Absolutely. If it wasn't plausible on Earth, it wouldn't be significantly more plausible somewhere else. What I'm getting at is the fact that, usually, evolution doesn't result in more complex life completely replacing simple life. If simple self-replicating RNA was a thing on Earth a few billion years ago, I'd expect some of it to still be around in that original form, or something closely resembling it. Not as a mechanism in a comparatively complex bacterium, but free-replicating in organic ooze. However, we don't see anything like that outside of the lab, despite suitable environments being available.

Ocam's razor cuts both ways here. If life on Earth started from a bacterium, then we wouldn't expect to find a precursor. We would also expect absolutely all life to have a common origin. Abiotic origin would allow for multiple ancestors. Panspermia makes a lot of things a lot simpler.

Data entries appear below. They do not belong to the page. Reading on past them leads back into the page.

//! Device configuration
//!
//! Everything the embedding application decides at init time lives here: the
//! protected address ranges, the software id reported to the host, and the
//! buffer-size overrides. The configuration is copied into the core by
//! [`MainHandler::new`](crate::handler::MainHandler::new) and is immutable
//! afterwards.
//!
//! The compile-time maxima in this module bound every buffer in the core;
//! overrides can shrink the advertised sizes but never grow them.

use heapless::Vec;
use serde::{Deserialize, Serialize};

use crate::errors::ConfigError;

// ----------------------------------------------------------------------------
// Build Constants
// ----------------------------------------------------------------------------

/// Reception buffer capacity in data bytes. Headers and CRC are not counted.
pub const MAX_RX_DATA_SIZE: usize = 128;

/// Transmission buffer capacity in data bytes. Headers and CRC are not counted.
pub const MAX_TX_DATA_SIZE: usize = 256;

/// Reset the reception state machine when a partial frame stalls this long.
pub const RX_TIMEOUT_US: u32 = 50_000;

/// Drop the session when no heartbeat is accepted within this delay.
pub const HEARTBEAT_TIMEOUT_US: u32 = 5_000_000;

/// Capacity of the forbidden-range table.
pub const MAX_FORBIDDEN_RANGES: usize = 8;

/// Capacity of the readonly-range table.
pub const MAX_READONLY_RANGES: usize = 8;

/// Length of the software id reported by `GetInfo::GetSoftwareId`.
pub const SOFTWARE_ID_LENGTH: usize = 16;

// The 16-bit length field is the hard ceiling for any buffer override.
const _: () = assert!(MAX_RX_DATA_SIZE <= 0xFFFF);
const _: () = assert!(MAX_TX_DATA_SIZE <= 0xFFFF);
const _: () = assert!(MAX_TX_DATA_SIZE >= SOFTWARE_ID_LENGTH);

// ----------------------------------------------------------------------------
// Address Range
// ----------------------------------------------------------------------------

/// An inclusive interval of host addresses
#[derive(Debug, Clone, Copy, PartialEq, Eq, Serialize, Deserialize)]
pub struct AddressRange {
    start: u64,
    end: u64,
}

impl AddressRange {
    /// Create a range covering `start..=end`
    pub fn new(start: u64, end: u64) -> Result<Self, ConfigError> {
        if start > end {
            return Err(ConfigError::InvalidRange { start, end });
        }
        Ok(Self { start, end })
    }

    pub fn start(&self) -> u64 {
        self.start
    }

    pub fn end(&self) -> u64 {
        self.end
    }

    /// True when `other_start..=other_end` shares at least one address
    pub fn overlaps(&self, other_start: u64, other_end: u64) -> bool {
        other_start <= self.end && other_end >= self.start
    }
}

// ----------------------------------------------------------------------------
// Device Configuration
// ----------------------------------------------------------------------------

/// Immutable per-device configuration, supplied once at init
#[derive(Debug, Clone, Serialize, Deserialize)]
pub struct DeviceConfig {
    forbidden_ranges: Vec<AddressRange, MAX_FORBIDDEN_RANGES>,
    readonly_ranges: Vec<AddressRange, MAX_READONLY_RANGES>,
    software_id: [u8; SOFTWARE_ID_LENGTH],
    max_bitrate: u32,
    rx_data_size: u16,
    tx_data_size: u16,
}

impl DeviceConfig {
    /// A configuration with no protected ranges and the compiled buffer sizes
    pub fn new() -> Self {
        Self {
            forbidden_ranges: Vec::new(),
            readonly_ranges: Vec::new(),
            software_id: [0; SOFTWARE_ID_LENGTH],
            max_bitrate: 0,
            rx_data_size: MAX_RX_DATA_SIZE as u16,
            tx_data_size: MAX_TX_DATA_SIZE as u16,
        }
    }

    /// Deny both reads and writes to `start..=end`
    pub fn add_forbidden_range(&mut self, start: u64, end: u64) -> Result<(), ConfigError> {
        let range = AddressRange::new(start, end)?;
        self.forbidden_ranges
            .push(range)
            .map_err(|_| ConfigError::RangeTableFull {
                capacity: MAX_FORBIDDEN_RANGES,
            })
    }

    /// Deny writes to `start..=end`; reads stay allowed
    pub fn add_readonly_range(&mut self, start: u64, end: u64) -> Result<(), ConfigError> {
        let range = AddressRange::new(start, end)?;
        self.readonly_ranges
            .push(range)
            .map_err(|_| ConfigError::RangeTableFull {
                capacity: MAX_READONLY_RANGES,
            })
    }

    /// Identify this firmware build to the host
    pub fn set_software_id(&mut self, id: [u8; SOFTWARE_ID_LENGTH]) {
        self.software_id = id;
    }

    /// Advisory egress bitrate limit advertised to the host. 0 means unlimited.
    pub fn set_max_bitrate(&mut self, bits_per_second: u32) {
        self.max_bitrate = bits_per_second;
    }

    /// Shrink the reception buffer below the compiled maximum
    pub fn set_rx_data_size(&mut self, size: u16) -> Result<(), ConfigError> {
        if size as usize > MAX_RX_DATA_SIZE {
            return Err(ConfigError::BufferTooLarge {
                requested: size,
                max: MAX_RX_DATA_SIZE as u16,
            });
        }
        self.rx_data_size = size;
        Ok(())
    }

    /// Shrink the transmission buffer below the compiled maximum
    pub fn set_tx_data_size(&mut self, size: u16) -> Result<(), ConfigError> {
        if size as usize > MAX_TX_DATA_SIZE {
            return Err(ConfigError::BufferTooLarge {
                requested: size,
                max: MAX_TX_DATA_SIZE as u16,
            });
        }
        self.tx_data_size = size;
        Ok(())
    }

    pub fn forbidden_ranges(&self) -> &[AddressRange] {
        &self.forbidden_ranges
    }

    pub fn readonly_ranges(&self) -> &[AddressRange] {
        &self.readonly_ranges
    }

    pub fn software_id(&self) -> &[u8; SOFTWARE_ID_LENGTH] {
        &self.software_id
    }

    pub fn max_bitrate(&self) -> u32 {
        self.max_bitrate
    }

    pub fn rx_data_size(&self) -> u16 {
        self.rx_data_size
    }

    pub fn tx_data_size(&self) -> u16 {
        self.tx_data_size
    }
}

impl Default for DeviceConfig {
    fn default() -> Self {
        Self::new()
    }
}

// ----------------------------------------------------------------------------
// Tests
// ----------------------------------------------------------------------------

But this is just what makes me lean weakly towards panspermia. What I'd like to see is a lot more research done on Mars, since it's the only likely origin besides Earth. Even simply knowing more about its formation, and gauging whether it could have been habitable early enough to allow for life to start there, evolve into something complex enough to survive travel, and hitch a ride to Earth in time would be a great start. As you've pointed out, it'd need a considerable head start for necessary adaptations. Of course, jackpot would be finding actual life there, confirming common origin, and making sure that it's not a modern contamination. But that might be too much to hope for.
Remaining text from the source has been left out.